Task brief:
Output only the lines of the entries that follow, starting at the one with "fn host_path_volume(name: &str, source: HostPathVolumeSource)" and running down to the one with "fn ensure_volume_mount(container: &mut", both included and unchanged.

Input:
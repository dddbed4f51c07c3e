//! Pod template mutation.
//!
//! Rewrites the target container so that it is launched by the debug agent in
//! headless mode, with the original entrypoint passed through as the program
//! to debug. The debug agent binary, and optionally a replacement executable,
//! are mounted from the node via host-path volumes.
//!
//! Every step either overwrites a fixed value or updates an entry by name, so
//! applying the mutation to an already mutated template is a no-op.

use debug_profile::DebugProfile;
use k8s_openapi::api::core::v1::{
    Container, HostPathVolumeSource, PodTemplateSpec, Volume, VolumeMount,
};

/// Volume holding the debug agent binary.
pub const DEBUG_AGENT_VOLUME: &str = "debug-agent";

/// Where the debug agent binary is mounted in the container.
pub const DEBUG_AGENT_MOUNT_PATH: &str = "/debug/dlv";

/// Volume holding the replacement executable.
pub const REPLACEMENT_VOLUME: &str = "debug-target";

/// Where the replacement executable is mounted in the container.
pub const REPLACEMENT_MOUNT_PATH: &str = "/debug/target";

/// Result of mutating a template in place.
#[derive(Debug, Clone, Copy, PartialEq, Eq)]
pub enum MutationOutcome {
    /// The target container was rewritten (possibly to identical content)
    Applied,
    /// No container with the configured name exists; the template is untouched
    ContainerNotFound,
}

/// Returns a copy of `template` with the debug agent injected.
pub fn apply(template: &PodTemplateSpec, profile: &DebugProfile) -> PodTemplateSpec {
    let mut patched = template.clone();
    patch_pod_template(&mut patched, profile);
    patched
}

/// Position of the profile's target container in `template`.
pub fn target_index(template: &PodTemplateSpec, profile: &DebugProfile) -> Option<usize> {
    template
        .spec
        .as_ref()?
        .containers
        .iter()
        .position(|container| container.name == profile.container_name)
}

/// Injects the debug agent into `template` in place.
pub fn patch_pod_template(template: &mut PodTemplateSpec, profile: &DebugProfile) -> MutationOutcome {
    let Some(index) = target_index(template, profile) else {
        return MutationOutcome::ContainerNotFound;
    };
    let Some(spec) = template.spec.as_mut() else {
        return MutationOutcome::ContainerNotFound;
    };

    let mut container = spec.containers[index].clone();
    container.command = Some(debug_agent_command(profile.debug_port));
    container.args = Some(debug_agent_args(profile));

    let volumes = spec.volumes.get_or_insert_with(Vec::new);
    ensure_host_path_volume(volumes, DEBUG_AGENT_VOLUME, &profile.debug_agent_host_path);
    ensure_volume_mount(&mut container, DEBUG_AGENT_VOLUME, DEBUG_AGENT_MOUNT_PATH);

    if let Some(replacement) = profile.replacement_executable() {
        ensure_host_path_volume(volumes, REPLACEMENT_VOLUME, replacement);
        ensure_volume_mount(&mut container, REPLACEMENT_VOLUME, REPLACEMENT_MOUNT_PATH);
    }

    spec.containers[index] = container;
    MutationOutcome::Applied
}

/// `dlv --listen=:<port> --headless=true --api-version=2 --log exec`
fn debug_agent_command(port: i32) -> Vec<String> {
    vec![
        DEBUG_AGENT_MOUNT_PATH.to_string(),
        format!("--listen=:{port}"),
        "--headless=true".to_string(),
        "--api-version=2".to_string(),
        "--log".to_string(),
        "exec".to_string(),
    ]
}

/// Program to debug, then `--` and its own arguments if it has any.
fn debug_agent_args(profile: &DebugProfile) -> Vec<String> {
    let executable = match profile.replacement_executable() {
        Some(_) => REPLACEMENT_MOUNT_PATH.to_string(),
        None => profile.command_args.first().cloned().unwrap_or_default(),
    };

    let mut args = vec![executable];
    if profile.command_args.len() > 1 {
        args.push("--".to_string());
        args.extend(profile.command_args[1..].iter().cloned());
    }
    args
}

fn ensure_host_path_volume(volumes: &mut Vec<Volume>, name: &str, host_path: &str) {
    let host_path = HostPathVolumeSource {
        path: host_path.to_string(),
        ..Default::default()
    };
    match volumes.iter_mut().find(|volume| volume.name == name) {
        Some(existing) => match existing.host_path.as_mut() {
            Some(source) => source.path = host_path.path,
            None => {
                // Same name but a different source: replace it wholesale.
                *existing = host_path_volume(name, host_path);
            }
        },
        None => volumes.push(host_path_volume(name, host_path)),
    }
}

fn host_path_volume(name: &str, source: HostPathVolumeSource) -> Volume {
    Volume {
        name: name.to_string(),
        host_path: Some(source),
        ..Default::default()
    }
}

fn ensure_volume_mount(container: &mut Container, volume: &str, mount_path: &str) {
    let mounts = container.volume_mounts.get_or_insert_with(Vec::new);
    match mounts.iter_mut().find(|mount| mount.name == volume) {
        Some(existing) => existing.mount_path = mount_path.to_string(),
        None => mounts.push(VolumeMount {
            name: volume.to_string(),
            mount_path: mount_path.to_string(),
            ..Default::default()
        }),
    }
}

#[cfg(test)]
#[path = "mutator_test.rs"]
mod mutator_test;
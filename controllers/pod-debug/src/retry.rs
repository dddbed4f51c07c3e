//! Optimistic-concurrency retry.
//!
//! [`retry_on_conflict`] runs a read-modify-write operation and, when the write
//! is rejected because the object changed underneath it, runs the whole
//! operation again after a short delay. The operation must re-read the object
//! itself on every attempt.

use crate::backoff::ConflictBackoff;
use crate::error::ControllerError;
use std::future::Future;
use tokio_util::sync::CancellationToken;
use tracing::debug;

/// Runs `op` until it succeeds, fails with a non-conflict error, runs out of
/// attempts, or `cancel` fires.
///
/// - conflict on the last attempt: [`ControllerError::RetryExhausted`]
/// - any other error: returned as is, without retrying
/// - cancellation before an attempt or during a backoff sleep: [`ControllerError::Cancelled`]
pub async fn retry_on_conflict<T, F, Fut>(
    backoff: &ConflictBackoff,
    cancel: &CancellationToken,
    operation: &str,
    mut op: F,
) -> Result<T, ControllerError>
where
    F: FnMut() -> Fut,
    Fut: Future<Output = Result<T, ControllerError>>,
{
    let steps = backoff.steps.max(1);
    let mut attempt = 0;

    loop {
        if cancel.is_cancelled() {
            return Err(ControllerError::Cancelled(format!(
                "{operation} abandoned before attempt {}",
                attempt + 1
            )));
        }
        attempt += 1;

        let error = match op().await {
            Ok(value) => return Ok(value),
            Err(error) if error.is_conflict() => error,
            Err(error) => return Err(error),
        };

        if attempt >= steps {
            return Err(ControllerError::RetryExhausted {
                attempts: attempt,
                last: Box::new(error),
            });
        }

        let delay = backoff.delay_after(attempt);
        debug!(
            operation,
            attempt,
            delay_ms = delay.as_millis() as u64,
            "Write conflict, retrying with a fresh read"
        );

        tokio::select! {
            () = cancel.cancelled() => {
                return Err(ControllerError::Cancelled(format!(
                    "{operation} abandoned after {attempt} conflicting attempts"
                )));
            }
            () = tokio::time::sleep(delay) => {}
        }
    }
}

Solution:
fn host_path_volume(name: &str, source: HostPathVolumeSource) -> Volume {
    Volume {
        name: name.to_string(),
        host_path: Some(source),
        ..Default::default()
    }
}

fn ensure_volume_mount(container: &mut Container, volume: &str, mount_path: &str) {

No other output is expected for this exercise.